Throughout my career, I have had the opportunity to work with some of Malta’s foremost corporate leaders and entrepreneurs, many of whom emerged and evolved during a crucial juncture of the country’s development.
These were fired by a pioneering spirit underlined by a lot of courage, boundless creativity, a strong belief in the projects they undertook and a fierce determination to succeed.
Today, my business consultancy activity continues to put me in touch with the people behind small and medium enterprises – many of them family businesses – who, to a large extent, make Malta work, literally. They manage to do so despite tremendous odds.
Let there be no doubt for a moment that the success of any economy, including Malta’s, depends on the quality of its entrepreneurs, people who have the ideas and are willing to take the risks necessary to get a project off the ground. Moreover, this is a time when Europe, including Malta, needs more entrepreneurs, more innovation and more high-growth SMEs.
The European Union has also recognised this as a major topic across its markets and studies it has carried out reveal a variety of issues that are affecting the number and quality of its entrepreneurial base, issues with which we, in Malta, can also identify.
We need to stimulate the entrepreneurial mindsets of young people
It is evident that there are cultural factors that discourage too many people from starting a business. Specifically, the need to develop a more entrepreneurial culture, starting with young people and from school education, has never been greater. Entrepreneurship refers to an individual’s ability to turn ideas into action. It includes creativity, sense of initiative, innovation and risk-taking as well as the ability to plan and manage projects in order to achieve objectives. Ultimately, we need to stimulate the entrepreneurial mindsets of young people.

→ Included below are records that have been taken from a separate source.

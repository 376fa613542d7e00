pub mod client;
pub mod config;
pub mod notify;
pub mod poll;
pub mod tracker;
pub mod validate;

pub use client::{FetchError, ReviewClient};
pub use config::Config;
pub use notify::{Notify, TelegramNotifier};
pub use poll::{poll_loop, PollState};
pub use tracker::{StatusTracker, UnknownStatus};
pub use validate::{validate, HomeworkRecord, ReviewBatch, ValidateError};
//! # Bloglist Infrastructure
//!
//! Concrete implementations of the ports defined in `bloglist-core`.
//!
//! ## Feature Flags
//!
//! - `postgres` (default) - PostgreSQL repositories via SeaORM
//!
//! The in-memory repositories and the JWT/Argon2 credential services are always
//! available.

pub mod auth;
pub mod database;

pub use auth::{Argon2PasswordService, JwtConfig, JwtTokenService, PasswordConfig};
pub use database::{DatabaseConfig, InMemoryBlogRepository, InMemoryUserRepository};

#[cfg(feature = "postgres")]
pub use database::{PostgresBlogRepository, PostgresUserRepository};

The important role of education in promoting more entrepreneurial attitudes and behaviours is now widely recognised and, consequently education for entrepreneurship is already high on the agenda in many EU member states, with a wide variety of programmes and activities existing across Europe.

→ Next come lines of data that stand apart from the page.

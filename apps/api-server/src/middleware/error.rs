//! Terminal error mapping: every failure leaves the server as `{ "error": ... }`.

use actix_web::{HttpResponse, ResponseError, http::StatusCode, web};
use bloglist_core::error::{DomainError, OwnershipError, RepoError};
use bloglist_core::ports::AuthError;
use bloglist_shared::ErrorResponse;

/// Application-level error type, one variant per response status.
#[derive(Debug, thiserror::Error)]
pub enum AppError {
    #[error("{0}")]
    BadRequest(String),

    #[error("{0}")]
    Unauthorized(String),

    #[error("{0}")]
    Forbidden(String),

    #[error("{0}")]
    NotFound(String),

    #[error("Internal error: {0}")]
    Internal(String),
}

impl AppError {
    pub fn unknown_endpoint() -> Self {
        AppError::NotFound("unknown endpoint".to_string())
    }

    pub fn malformatted_id() -> Self {
        AppError::BadRequest("malformatted id".to_string())
    }
}

impl ResponseError for AppError {
    fn status_code(&self) -> StatusCode {
        match self {
            AppError::BadRequest(_) => StatusCode::BAD_REQUEST,
            AppError::Unauthorized(_) => StatusCode::UNAUTHORIZED,
            AppError::Forbidden(_) => StatusCode::FORBIDDEN,
            AppError::NotFound(_) => StatusCode::NOT_FOUND,
            AppError::Internal(_) => StatusCode::INTERNAL_SERVER_ERROR,
        }
    }

    fn error_response(&self) -> HttpResponse {
        let body = match self {
            AppError::Internal(detail) => {
                tracing::error!("Internal error: {}", detail);
                ErrorResponse::internal_error()
            }
            other => ErrorResponse::new(other.to_string()),
        };

        HttpResponse::build(self.status_code()).json(body)
    }
}

impl From<DomainError> for AppError {
    fn from(err: DomainError) -> Self {
        match err {
            DomainError::Validation(msg) | DomainError::Conflict(msg) => AppError::BadRequest(msg),
            DomainError::NotFound { .. } => AppError::NotFound(err.to_string()),
            DomainError::Auth(e) => e.into(),
            DomainError::Ownership(e) => e.into(),
            DomainError::Repo(e) => e.into(),
        }
    }
}

impl From<AuthError> for AppError {
    fn from(err: AuthError) -> Self {
        match err {
            AuthError::Hashing(msg) => AppError::Internal(msg),
            other => AppError::Unauthorized(other.to_string()),
        }
    }
}

impl From<OwnershipError> for AppError {
    fn from(err: OwnershipError) -> Self {
        match err {
            OwnershipError::Unauthenticated => AppError::Unauthorized(err.to_string()),
            OwnershipError::NotOwner => AppError::Forbidden(err.to_string()),
        }
    }
}

impl From<RepoError> for AppError {
    fn from(err: RepoError) -> Self {
        match err {
            RepoError::NotFound => AppError::NotFound("resource not found".to_string()),
            RepoError::Constraint(msg) => AppError::BadRequest(msg),
            RepoError::Connection(msg) => {
                tracing::error!("Database connection error: {}", msg);
                AppError::Internal("Database error".to_string())
            }
            RepoError::Query(msg) => {
                tracing::error!("Database query error: {}", msg);
                AppError::Internal("Database error".to_string())
            }
        }
    }
}

/// JSON extractor config that reports unparsable bodies as `400`.
pub fn json_config() -> web::JsonConfig {
    web::JsonConfig::default()
        .error_handler(|err, _req| AppError::BadRequest(err.to_string()).into())
}

/// Result type alias for handlers.
pub type AppResult<T> = Result<T, AppError>;

#[cfg(test)]
mod tests {
    use super::*;

    #[test]
    fn test_status_mapping() {
        let cases: Vec<(AppError, StatusCode)> = vec![
            (
                DomainError::Validation("title or url missing".into()).into(),
                StatusCode::BAD_REQUEST,
            ),
            (
                DomainError::Conflict("expected `username` to be unique".into()).into(),
                StatusCode::BAD_REQUEST,
            ),
            (AuthError::ExpiredToken.into(), StatusCode::UNAUTHORIZED),
            (
                AuthError::InvalidToken("bad".into()).into(),
                StatusCode::UNAUTHORIZED,
            ),
            (OwnershipError::Unauthenticated.into(), StatusCode::UNAUTHORIZED),
            (OwnershipError::NotOwner.into(), StatusCode::FORBIDDEN),
            (DomainError::blog_not_found().into(), StatusCode::NOT_FOUND),
            (AppError::unknown_endpoint(), StatusCode::NOT_FOUND),
            (
                RepoError::Query("boom".into()).into(),
                StatusCode::INTERNAL_SERVER_ERROR,
            ),
        ];

        for (err, status) in cases {
            assert_eq!(err.status_code(), status, "{err}");
        }
    }

    #[test]
    fn test_messages_are_client_facing() {
        assert_eq!(
            AppError::from(DomainError::blog_not_found()).to_string(),
            "blog not found"
        );
        assert_eq!(
            AppError::from(OwnershipError::NotOwner).to_string(),
            "unauthorized action"
        );
        assert_eq!(
            AppError::from(AuthError::MissingSubject).to_string(),
            "token invalid"
        );
        assert_eq!(
            AppError::from(AuthError::ExpiredToken).to_string(),
            "token expired"
        );
    }
}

It is also widely admitted, however, that there needs to be more systematic application of such initiatives.
It is vital that member states, including Malta, implement their stated commitment to promoting education for entrepreneurship at all levels, from primary school to University and beyond. Although many initiatives have emanated from the European Commission over the past decade, entre-preneurship education is still not a standard part of our children’s education.
This is a pity because research shows that pupils and students who have had access to entrepreneurial education are three to six times more likely to start a business at some point later in life than those who do not.

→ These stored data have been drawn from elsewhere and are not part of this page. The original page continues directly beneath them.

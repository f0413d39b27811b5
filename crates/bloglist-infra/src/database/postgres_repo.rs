//! PostgreSQL repository implementations.

use async_trait::async_trait;
use sea_orm::sea_query::Expr;
use sea_orm::{ColumnTrait, EntityTrait, QueryFilter};
use uuid::Uuid;

use bloglist_core::domain::User;
use bloglist_core::error::RepoError;
use bloglist_core::ports::{BaseRepository, BlogRepository, UserRepository};

use super::entity::blog::Entity as BlogEntity;
use super::entity::user::{self, Entity as UserEntity};
use super::postgres_base::{PostgresBaseRepository, map_db_err};

/// PostgreSQL user repository.
pub type PostgresUserRepository = PostgresBaseRepository<UserEntity>;

/// PostgreSQL blog repository.
pub type PostgresBlogRepository = PostgresBaseRepository<BlogEntity>;

#[async_trait]
impl UserRepository for PostgresUserRepository {
    async fn find_by_username(&self, username: &str) -> Result<Option<User>, RepoError> {
        tracing::debug!(%username, "Finding user by username");

        let result = UserEntity::find()
            .filter(user::Column::Username.eq(username))
            .one(&self.db)
            .await
            .map_err(map_db_err)?;

        result.map(User::try_from).transpose()
    }

    /// Appends in SQL (`blogs || [id]`) so concurrent creates by one owner do not
    /// overwrite each other's ids.
    async fn append_blog(&self, user_id: Uuid, blog_id: Uuid) -> Result<User, RepoError> {
        let result = UserEntity::update_many()
            .col_expr(
                user::Column::Blogs,
                Expr::cust_with_values("blogs || jsonb_build_array(?::text)", [blog_id.to_string()]),
            )
            .filter(user::Column::Id.eq(user_id))
            .exec(&self.db)
            .await
            .map_err(map_db_err)?;

        if result.rows_affected == 0 {
            return Err(RepoError::NotFound);
        }

        BaseRepository::<User, Uuid>::find_by_id(self, user_id)
            .await?
            .ok_or(RepoError::NotFound)
    }
}

impl BlogRepository for PostgresBlogRepository {}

I reiterate that support for entrepreneurship has never been more important than it is now. Therefore, should I be elected to the European Parliament in May, I will make the reinforcing of entrepreneurial education in schools, vocational education institutions and universities one of my objectives.
From a local perspective, there is no doubt that this will have a positive impact on the entrepreneurial dynamism of our economy.
Indeed, besides contributing to the creation of business start-ups, entrepreneurship education will make our young people more employable and instil a more positive, innovative and dynamic mentality in their work within existing organisations, across the social, public and private sectors.
Investing in entrepreneurial education is one of the highest return investments that Europe, and Malta, can make.
Helga Ellul is a corporate leader with extensive experience in the manufacturing sector.